Blockade of glial-derived neurotrophic factor in laryngeal muscles promotes appropriate reinnervation.

Abstract

Synkinetic reinnervation of the laryngeal muscles is one of the causes of the poor functional recovery after a recurrent laryngeal nerve (RLN) injury. Glial-derived neurotrophic factor (GDNF) is elevated in rat laryngeal muscles during RLN reinnervation. The specific aim of this investigation was to evaluate the effect of anti-GDNF on RLN reinnervation. Anti-GDNF antibody was injected into the posterior cricoarytenoid (PCA) 3 days following RLN transection and anastomosis. Larynges were harvested at 7, 14, 28, 56, and 112 days post injury (DPI). Prior to sacrifice, the vocal fold mobility was assessed. Immunostaining to identify neuromuscular junctions was used to evaluate the extent of axonal reinnervation of the PCA, lateral thyroarytenoid (LTA), and medial thyroarytenoid (MTA). After anti-GDNF injection into PCA, RLN reinnervation in all muscles was altered when compared to the controls. PCA innervation was delayed. At 7 DPI, only a few axons made synapses in the PCA. In contrast, axons prematurely innervated the LTA and MTA when compared to controls. Innervation was similar to controls at 56 and 112 DPI. Vocal fold motion was enhanced in 10 of 24 animals studied.

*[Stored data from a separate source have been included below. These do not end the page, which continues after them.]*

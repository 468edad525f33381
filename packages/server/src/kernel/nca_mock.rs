//! In-memory [`NetworkControllerAdapter`] test double, analogous to the
//! fake-service pattern used elsewhere in this workspace's test harnesses.

use std::collections::{HashMap, HashSet};
use std::sync::Mutex;

use async_trait::async_trait;

use super::nca::{
    ContractRule, NcaError, NcaResult, NetworkControllerAdapter, PortAttachment,
    PortSelectorSpec, SecurityGroupInfo, SecurityGroupSummary,
};

#[derive(Default)]
struct State {
    vlans: HashMap<(String, String), String>,
    configured_interfaces: HashSet<(String, String)>,
    deployed_switches: HashSet<String>,
    attached: HashSet<(String, String, String)>,
    groups: HashMap<(String, String), (u32, Vec<PortSelectorSpec>)>,
    contracts: HashSet<(String, String)>,
    associations: HashSet<(String, String, String, String)>,
    config_deploys: Vec<String>,
    /// Call sites that should fail on their next invocation, keyed by method name.
    failures: HashMap<&'static str, NcaErrorKind>,
}

#[derive(Clone, Copy)]
enum NcaErrorKind {
    Conflict,
    NotFound,
    Other,
}

impl NcaErrorKind {
    fn into_error(self, msg: &str) -> NcaError {
        match self {
            NcaErrorKind::Conflict => NcaError::Conflict(msg.to_string()),
            NcaErrorKind::NotFound => NcaError::NotFound(msg.to_string()),
            NcaErrorKind::Other => NcaError::Other(msg.to_string()),
        }
    }
}

/// Deterministic in-memory controller fake for unit and integration tests.
/// Lets tests pre-seed VLANs and inject one-shot failures per operation name
/// to exercise the provisioning/deprovisioning error paths of §7/§8.
#[derive(Default)]
pub struct MockNca {
    state: Mutex<State>,
}

impl MockNca {
    pub fn new() -> Self {
        Self::default()
    }

    pub fn seed_vlan(&self, fabric: &str, network: &str, vlan: &str) {
        self.state
            .lock()
            .unwrap()
            .vlans
            .insert((fabric.to_string(), network.to_string()), vlan.to_string());
    }

    /// Make the next call to `method` fail with the given error kind.
    pub fn fail_next(&self, method: &'static str, kind: NcaErrorKindPublic) {
        let kind = match kind {
            NcaErrorKindPublic::Conflict => NcaErrorKind::Conflict,
            NcaErrorKindPublic::NotFound => NcaErrorKind::NotFound,
            NcaErrorKindPublic::Other => NcaErrorKind::Other,
        };
        self.state.lock().unwrap().failures.insert(method, kind);
    }

    pub fn config_deploy_count(&self, fabric: &str) -> usize {
        self.state
            .lock()
            .unwrap()
            .config_deploys
            .iter()
            .filter(|f| *f == fabric)
            .count()
    }

    fn maybe_fail(state: &mut State, method: &'static str) -> NcaResult<()> {
        if let Some(kind) = state.failures.remove(method) {
            return Err(kind.into_error(&format!("{method} injected failure")));
        }
        Ok(())
    }
}

/// Public mirror of the internal error-kind enum so tests can call
/// [`MockNca::fail_next`] without reaching into private state.
#[derive(Clone, Copy)]
pub enum NcaErrorKindPublic {
    Conflict,
    NotFound,
    Other,
}

#[async_trait]
impl NetworkControllerAdapter for MockNca {
    async fn configure_access_host_interface(
        &self,
        serial: &str,
        if_name: &str,
        _vlan: &str,
        _description: &str,
    ) -> NcaResult<()> {
        let mut state = self.state.lock().unwrap();
        Self::maybe_fail(&mut state, "configure_access_host_interface")?;
        state
            .configured_interfaces
            .insert((serial.to_string(), if_name.to_string()));
        Ok(())
    }

    async fn deploy_interfaces(&self, serial: &str, _if_names: &[String]) -> NcaResult<()> {
        let mut state = self.state.lock().unwrap();
        Self::maybe_fail(&mut state, "deploy_interfaces")?;
        state.deployed_switches.insert(serial.to_string());
        Ok(())
    }

    async fn attach_ports_to_network(
        &self,
        fabric: &str,
        network: &str,
        attachments: &[PortAttachment],
    ) -> NcaResult<()> {
        let mut state = self.state.lock().unwrap();
        Self::maybe_fail(&mut state, "attach_ports_to_network")?;
        for attachment in attachments {
            state.attached.insert((
                fabric.to_string(),
                network.to_string(),
                attachment.serial.clone(),
            ));
        }
        Ok(())
    }

    async fn get_network_vlan(&self, fabric: &str, network: &str) -> NcaResult<String> {
        let mut state = self.state.lock().unwrap();
        Self::maybe_fail(&mut state, "get_network_vlan")?;
        state
            .vlans
            .get(&(fabric.to_string(), network.to_string()))
            .cloned()
            .ok_or_else(|| NcaError::NotFound(format!("no vlan for {fabric}/{network}")))
    }

    async fn get_security_group_by_name(
        &self,
        fabric: &str,
        name: &str,
    ) -> NcaResult<SecurityGroupInfo> {
        let mut state = self.state.lock().unwrap();
        Self::maybe_fail(&mut state, "get_security_group_by_name")?;
        match state.groups.get(&(fabric.to_string(), name.to_string())) {
            Some((group_id, selectors)) => Ok(SecurityGroupInfo {
                group_id: Some(group_id.to_string()),
                attach: true,
                selectors: selectors
                    .iter()
                    .map(|s| format!("{}:{}", s.switch_serial, s.interface_name))
                    .collect(),
            }),
            None => Ok(SecurityGroupInfo::default()),
        }
    }

    async fn create_security_group(
        &self,
        fabric: &str,
        name: &str,
        group_id: u32,
        selectors: &[PortSelectorSpec],
    ) -> NcaResult<()> {
        let mut state = self.state.lock().unwrap();
        Self::maybe_fail(&mut state, "create_security_group")?;
        let key = (fabric.to_string(), name.to_string());
        if state.groups.contains_key(&key) {
            return Err(NcaError::Conflict(format!("group {name} already exists")));
        }
        state.groups.insert(key, (group_id, selectors.to_vec()));
        Ok(())
    }

    async fn update_security_groups(
        &self,
        fabric: &str,
        name: &str,
        selectors: &[PortSelectorSpec],
        _attach: bool,
    ) -> NcaResult<()> {
        let mut state = self.state.lock().unwrap();
        Self::maybe_fail(&mut state, "update_security_groups")?;
        let key = (fabric.to_string(), name.to_string());
        let entry = state
            .groups
            .get_mut(&key)
            .ok_or_else(|| NcaError::NotFound(format!("group {name} not found")))?;
        entry.1 = selectors.to_vec();
        Ok(())
    }

    async fn delete_security_group(&self, fabric: &str, name: &str) -> NcaResult<()> {
        let mut state = self.state.lock().unwrap();
        Self::maybe_fail(&mut state, "delete_security_group")?;
        let key = (fabric.to_string(), name.to_string());
        if state.groups.remove(&key).is_none() {
            return Err(NcaError::NotFound(format!("group {name} not found")));
        }
        Ok(())
    }

    async fn get_security_groups(&self, fabric: &str) -> NcaResult<Vec<SecurityGroupSummary>> {
        let mut state = self.state.lock().unwrap();
        Self::maybe_fail(&mut state, "get_security_groups")?;
        Ok(state
            .groups
            .iter()
            .filter(|((f, _), _)| f == fabric)
            .map(|((_, name), (id, _))| SecurityGroupSummary {
                group_id: id.to_string(),
                name: name.clone(),
            })
            .collect())
    }

    async fn create_security_contract(
        &self,
        fabric: &str,
        name: &str,
        _rules: &[ContractRule],
    ) -> NcaResult<()> {
        let mut state = self.state.lock().unwrap();
        Self::maybe_fail(&mut state, "create_security_contract")?;
        let key = (fabric.to_string(), name.to_string());
        if !state.contracts.insert(key) {
            return Err(NcaError::Conflict(format!("contract {name} already exists")));
        }
        Ok(())
    }

    async fn delete_security_contract(&self, fabric: &str, name: &str) -> NcaResult<()> {
        let mut state = self.state.lock().unwrap();
        Self::maybe_fail(&mut state, "delete_security_contract")?;
        let key = (fabric.to_string(), name.to_string());
        if !state.contracts.remove(&key) {
            return Err(NcaError::NotFound(format!("contract {name} not found")));
        }
        Ok(())
    }

    async fn create_security_association(
        &self,
        fabric: &str,
        src_group: &str,
        dst_group: &str,
        contract: &str,
    ) -> NcaResult<()> {
        let mut state = self.state.lock().unwrap();
        Self::maybe_fail(&mut state, "create_security_association")?;
        let key = (
            fabric.to_string(),
            src_group.to_string(),
            dst_group.to_string(),
            contract.to_string(),
        );
        if !state.associations.insert(key) {
            return Err(NcaError::Conflict("association already exists".to_string()));
        }
        Ok(())
    }

    async fn delete_security_association(
        &self,
        fabric: &str,
        src_group: &str,
        dst_group: &str,
        contract: &str,
    ) -> NcaResult<()> {
        let mut state = self.state.lock().unwrap();
        Self::maybe_fail(&mut state, "delete_security_association")?;
        let key = (
            fabric.to_string(),
            src_group.to_string(),
            dst_group.to_string(),
            contract.to_string(),
        );
        if !state.associations.remove(&key) {
            return Err(NcaError::NotFound("association not found".to_string()));
        }
        Ok(())
    }

    async fn config_deploy(&self, fabric: &str) -> NcaResult<()> {
        let mut state = self.state.lock().unwrap();
        Self::maybe_fail(&mut state, "config_deploy")?;
        state.config_deploys.push(fabric.to_string());
        Ok(())
    }
}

After injection of anti-GDNF into the PCA, early arriving axons bypass the PCA and enter the LTA. Later arriving axons innervate the PCA and MTA. Vocal fold function is improved as compared to controls. Anti-GDNF injection into the PCA influences the pattern of reinnervation and may result in less synkinetic, more functional innervation. NA Laryngoscope, 126:E337-E342, 2016.